An MOU between Africa's largest bank by footprint and the IFC (providing financing and guarantees), with a named agenda, shows that the commitment has moved from a simple idea to a structured initiative with accountability attached.

This comes after a similar partnership announced last December between HEVA Fund and NCBA Bank to launch bespoke creative financing products (event financing, invoice discounting, LPO financing, working capital), built directly around how creative businesses actually generate and spend money.

These moves are very exciting for a creative finance nerd such as myself because bank loans can help unlock growth in the creative industries at a much wider scale than VC, simply because they are much better adapted to the large majority of creative sector companies, which are profitable SMEs (and not high-growth tech startups).

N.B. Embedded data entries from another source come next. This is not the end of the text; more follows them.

impl ReaderState {
    pub fn new(preferences: Preferences) -> Self {
        Self {
            preferences,
            ..Self::default()
        }
    }

    pub fn is_loading(&self, kind: RequestKind) -> bool {
        self.loading.get(kind)
    }

    pub fn latest_request(&self, kind: RequestKind) -> RequestId {
        self.latest.get(kind)
    }

    pub fn position(&self) -> Option<VersePosition> {
        self.current_surah
            .as_ref()
            .map(|surah| VersePosition::new(surah.id, self.current_ayah))
    }

    pub fn chapter(&self, id: SurahId) -> Option<&Surah> {
        self.chapters.iter().find(|surah| surah.id == id)
    }

    pub fn dispatch(&mut self, command: ReaderCommand) -> Vec<ReaderEvent> {
        match command {
            ReaderCommand::LoadChapters => {
                let request_id = self.issue(RequestKind::Chapters);
                vec![ReaderEvent::Requested(ReaderRequest::Chapters { request_id })]
            }
            ReaderCommand::GoToVerse { surah, ayah } => self.go_to_verse(surah, ayah),
            ReaderCommand::Advance => self.advance(),
            ReaderCommand::Retreat => self.retreat(),
            ReaderCommand::JumpTo(raw) => self.jump_to(&raw),
            ReaderCommand::Gesture { start, end } => match interpret_gesture(start, end) {
                Some(Swipe::Advance) => self.advance(),
                Some(Swipe::Retreat) => self.retreat(),
                None => Vec::new(),
            },
            ReaderCommand::SetMode(mode) => self.set_mode(mode),
            ReaderCommand::ToggleMode => self.set_mode(self.mode.toggled()),
            ReaderCommand::SelectSearchResult { surah, ayah } => {
                let mut events = self.set_mode(ViewMode::Reader);
                events.extend(self.go_to_verse(surah, ayah));
                events
            }
            ReaderCommand::SelectChapter(surah) => self.select_chapter(surah),
            ReaderCommand::Search(query) => self.search(query),
            ReaderCommand::RequestCommentary => self.request_commentary(),
            ReaderCommand::RequestOverview => self.request_overview(),
            ReaderCommand::OpenSettings => self.set_overlay(Some(Overlay::Settings)),
            ReaderCommand::CloseOverlay => self.set_overlay(None),
            ReaderCommand::DismissError => {
                if self.error.take().is_some() {
                    vec![ReaderEvent::ErrorCleared]
                } else {
                    Vec::new()
                }
            }
            ReaderCommand::CycleTheme => {
                self.preferences.theme = self.preferences.theme.next();
                vec![self.preference_event(PrefKey::Theme)]
            }
            ReaderCommand::AdjustArabicFont(delta) => {
                let next = self.preferences.arabic_font_size.step(delta);
                if next == self.preferences.arabic_font_size {
                    return Vec::new();
                }
                self.preferences.arabic_font_size = next;
                vec![self.preference_event(PrefKey::ArabicFontSize)]
            }
            ReaderCommand::AdjustTranslationFont(delta) => {
                let next = self.preferences.translation_font_size.step(delta);
                if next == self.preferences.translation_font_size {
                    return Vec::new();
                }
                self.preferences.translation_font_size = next;
                vec![self.preference_event(PrefKey::TranslationFontSize)]
            }
            ReaderCommand::ToggleLanguage => {
                self.preferences.language = self.preferences.language.toggled();
                vec![self.preference_event(PrefKey::Language)]
            }
        }
    }

    /// Applies a provider outcome. Responses are applied in arrival order,
    /// so the last one to resolve wins even if it was requested first.
    pub fn apply(&mut self, response: ReaderResponse) -> Vec<ReaderEvent> {
        let kind = response.kind();
        let request_id = response.request_id();
        let latest = self.latest.get(kind);

        let mut events = Vec::new();
        if request_id < latest {
            events.push(ReaderEvent::StaleResponse {
                kind,
                request_id,
                latest,
            });
        } else {
            self.loading.set(kind, false);
        }

        match response {
            ReaderResponse::Chapters { result, .. } => match result {
                Ok(chapters) => {
                    self.chapters = chapters;
                    events.push(ReaderEvent::ChaptersLoaded(self.chapters.len()));
                    events.extend(self.clear_error_for(kind));
                }
                Err(detail) => events.push(self.raise(ErrorKind::Load, detail)),
            },
            ReaderResponse::Verse {
                position, result, ..
            } => match result {
                Ok(record) => {
                    let tracked = self.current_surah.as_ref().map(|surah| surah.id);
                    if tracked != Some(position.surah) {
                        self.current_surah = self.chapter(position.surah).cloned();
                    }
                    self.current_ayah = position.ayah;
                    self.verse = Some(record);
                    events.push(ReaderEvent::VerseChanged(position));
                    events.push(ReaderEvent::ScrollToTop);
                    events.extend(self.clear_error_for(kind));
                }
                Err(detail) => {
                    events.push(self.raise(ErrorKind::Navigation, format!("{position}: {detail}")))
                }
            },
            ReaderResponse::Search { result, .. } => match result {
                Ok(results) => {
                    self.search_results = results
                        .into_iter()
                        .filter(|result| self.is_valid_position(result.position))
                        .collect();
                    events.push(ReaderEvent::SearchResultsUpdated(self.search_results.len()));
                    events.extend(self.clear_error_for(kind));
                    if self.search_results.is_empty() {
                        let query = self.search_query.clone();
                        events.push(self.raise(ErrorKind::NoResults, query));
                    }
                }
                Err(detail) => events.push(self.raise(ErrorKind::Search, detail)),
            },
            ReaderResponse::Commentary { result, .. } => {
                events.extend(self.apply_generated(kind, Overlay::Commentary, result));
            }
            ReaderResponse::Overview { result, .. } => {
                events.extend(self.apply_generated(kind, Overlay::Overview, result));
            }
        }
        events
    }

    fn go_to_verse(&mut self, surah: SurahId, ayah: u16) -> Vec<ReaderEvent> {
        let Some(chapter) = self.chapter(surah) else {
            return vec![self.raise(
                ErrorKind::Navigation,
                format!("surah {surah} is not loaded"),
            )];
        };
        if !chapter.contains_ayah(ayah) {
            let verse_count = chapter.verse_count;
            return vec![self.raise(
                ErrorKind::Navigation,
                format!("{surah}:{ayah} does not exist; surah {surah} has {verse_count} ayahs"),
            )];
        }

        let request_id = self.issue(RequestKind::Verse);
        vec![ReaderEvent::Requested(ReaderRequest::Verse {
            request_id,
            position: VersePosition::new(surah, ayah),
        })]
    }

    fn advance(&mut self) -> Vec<ReaderEvent> {
        let Some(surah) = self.current_surah.as_ref() else {
            return Vec::new();
        };
        let (id, verse_count) = (surah.id, surah.verse_count);

        if self.current_ayah < verse_count {
            return self.go_to_verse(id, self.current_ayah + 1);
        }
        match id.next() {
            Some(next) => self.go_to_verse(next, 1),
            None => Vec::new(),
        }
    }

    fn retreat(&mut self) -> Vec<ReaderEvent> {
        let Some(surah) = self.current_surah.as_ref() else {
            return Vec::new();
        };
        let id = surah.id;

        if self.current_ayah > 1 {
            return self.go_to_verse(id, self.current_ayah - 1);
        }
        match id.prev() {
            Some(prev) => self.go_to_verse(prev, 1),
            None => Vec::new(),
        }
    }

    fn jump_to(&mut self, raw: &str) -> Vec<ReaderEvent> {
        let Some(surah) = self.current_surah.as_ref() else {
            return Vec::new();
        };
        let Ok(value) = raw.trim().parse::<i64>() else {
            return Vec::new();
        };
        if value < 1 || value > i64::from(surah.verse_count) {
            return Vec::new();
        }

        let id = surah.id;
        // verse_count fits in u16, so does value.
        self.go_to_verse(id, value as u16)
    }

    fn set_mode(&mut self, mode: ViewMode) -> Vec<ReaderEvent> {
        if self.mode == mode {
            return Vec::new();
        }
        self.mode = mode;
        vec![ReaderEvent::ModeChanged(mode)]
    }

    fn select_chapter(&mut self, surah: Surah) -> Vec<ReaderEvent> {
        let mut events = self.set_mode(ViewMode::Reader);
        let id = surah.id;
        self.current_ayah = self.current_ayah.clamp(1, surah.verse_count.max(1));
        self.current_surah = Some(surah);
        events.extend(self.go_to_verse(id, 1));
        events
    }

    fn search(&mut self, query: String) -> Vec<ReaderEvent> {
        let query = query.trim().to_owned();
        if query.is_empty() {
            return Vec::new();
        }

        self.search_query = query.clone();
        let request_id = self.issue(RequestKind::Search);
        vec![ReaderEvent::Requested(ReaderRequest::Search {
            request_id,
            query,
            language: self.preferences.language,
        })]
    }

    fn request_commentary(&mut self) -> Vec<ReaderEvent> {
        let Some(verse) = self.verse.clone() else {
            return Vec::new();
        };

        self.commentary = None;
        let mut events = self.set_overlay(Some(Overlay::Commentary));
        let request_id = self.issue(RequestKind::Commentary);
        events.push(ReaderEvent::Requested(ReaderRequest::Commentary {
            request_id,
            verse: Box::new(verse),
            language: self.preferences.language,
        }));
        events
    }

    fn request_overview(&mut self) -> Vec<ReaderEvent> {
        let Some(surah) = self.current_surah.as_ref() else {
            return Vec::new();
        };
        let (id, name) = (surah.id, surah.transliteration.clone());

        self.overview = None;
        let mut events = self.set_overlay(Some(Overlay::Overview));
        let request_id = self.issue(RequestKind::Overview);
        events.push(ReaderEvent::Requested(ReaderRequest::Overview {
            request_id,
            surah: id,
            name,
            language: self.preferences.language,
        }));
        events
    }

    fn apply_generated(
        &mut self,
        kind: RequestKind,
        overlay: Overlay,
        result: Result<String, String>,
    ) -> Vec<ReaderEvent> {
        match result {
            Ok(text) => {
                let slot = match overlay {
                    Overlay::Overview => &mut self.overview,
                    _ => &mut self.commentary,
                };
                *slot = Some(text);
                let mut events = vec![ReaderEvent::GeneratedTextReady(kind)];
                events.extend(self.clear_error_for(kind));
                events
            }
            Err(detail) => {
                let mut events = Vec::new();
                if self.overlay == Some(overlay) {
                    events.extend(self.set_overlay(None));
                }
                events.push(self.raise(ErrorKind::Generation, detail));
                events
            }
        }
    }

    fn set_overlay(&mut self, overlay: Option<Overlay>) -> Vec<ReaderEvent> {
        if self.overlay == overlay {
            return Vec::new();
        }
        self.overlay = overlay;
        vec![ReaderEvent::OverlayChanged(overlay)]
    }

    fn issue(&mut self, kind: RequestKind) -> RequestId {
        let request_id = self.latest.get(kind).next();
        self.latest.set(kind, request_id);
        self.loading.set(kind, true);
        request_id
    }

    fn raise(&mut self, kind: ErrorKind, detail: impl Into<String>) -> ReaderEvent {
        let banner = ErrorBanner {
            kind,
            detail: detail.into(),
        };
        self.error = Some(banner.clone());
        ReaderEvent::ErrorRaised(banner)
    }

    fn clear_error_for(&mut self, kind: RequestKind) -> Option<ReaderEvent> {
        let owned = self
            .error
            .as_ref()
            .is_some_and(|banner| banner.kind.request_kinds().contains(&kind));
        if owned {
            self.error = None;
            Some(ReaderEvent::ErrorCleared)
        } else {
            None
        }
    }

    fn is_valid_position(&self, position: VersePosition) -> bool {
        if self.chapters.is_empty() {
            return position.ayah >= 1;
        }
        self.chapter(position.surah)
            .is_some_and(|surah| surah.contains_ayah(position.ayah))
    }

    fn preference_event(&self, key: PrefKey) -> ReaderEvent {
        ReaderEvent::PreferenceChanged {
            key,
            value: self.preferences.value_for(key),
        }
    }
}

📊 The HEVA-NCBA model in Kenya, now almost six months old, will start producing data soon on uptake, default rates, and whether the products are actually reaching the creatives they were designed for.

It will serve as important guidance for Equity Group, and no doubt for all the other banks that will soon join the creative industries financing bandwagon.


CREATIVE CASH FLOW

📖 It’s been a little over a month since the release of my book CREATIVE CASH FLOW, and it is steadily making its way around the world. Thanks everyone for your warm support!

At the book’s Nairobi launch event, I asked the audience one question: Do you identify the most as an artist, a founder, or a CEO?

This is also the first question I ask of the readers in the first Chapter.

Why?

🗑 Many training programs have wasted time and money trying to turn pure creatives into CEOs.

My view is that it is not always (not often) possible - and this shouldn’t be a problem. It’s just a fact.

🧑🏾🎨The skills that make someone a brilliant artist are not the same skills that define an effective operator.

And what makes a great founder - the hustle, the storytelling, the ability to launch from nothing - is not what a business needs at growth stage.

In the book, I argue that the first step you should take in your journey to build a sustainable creative business is one of self-reflection.

Being wrong about who you truly are and how it shapes your approach to business is one of the most expensive mistakes you can make.

So, who are you, really?

I built a fun quiz to find out. It’s in the book, but you can also take it here 👉 www.creativecashflow.africa/quiz

How well do you know yourself?

There are no wrong answers. The results won't judge you; they'll just help you build smarter by pointing you toward the gaps you need to fill and the people you need around you.

Let me know if you got diagnosed correctly ;)


📺 Finally, to wrap up this edition, here’s the link to watch my interview on France24’s Across Africa.

Among other things, I expanded on one key point I make in CREATIVE CASH FLOW: visibility is not viability.

😎 😭 You can have a lot of followers, press coverage, and awards, and still struggle at the end of the month (I also call this Prestige Poor).

Moral of the story: what we should aim for and recognize are solid, sustainable, and profitable creative businesses, not fake fame.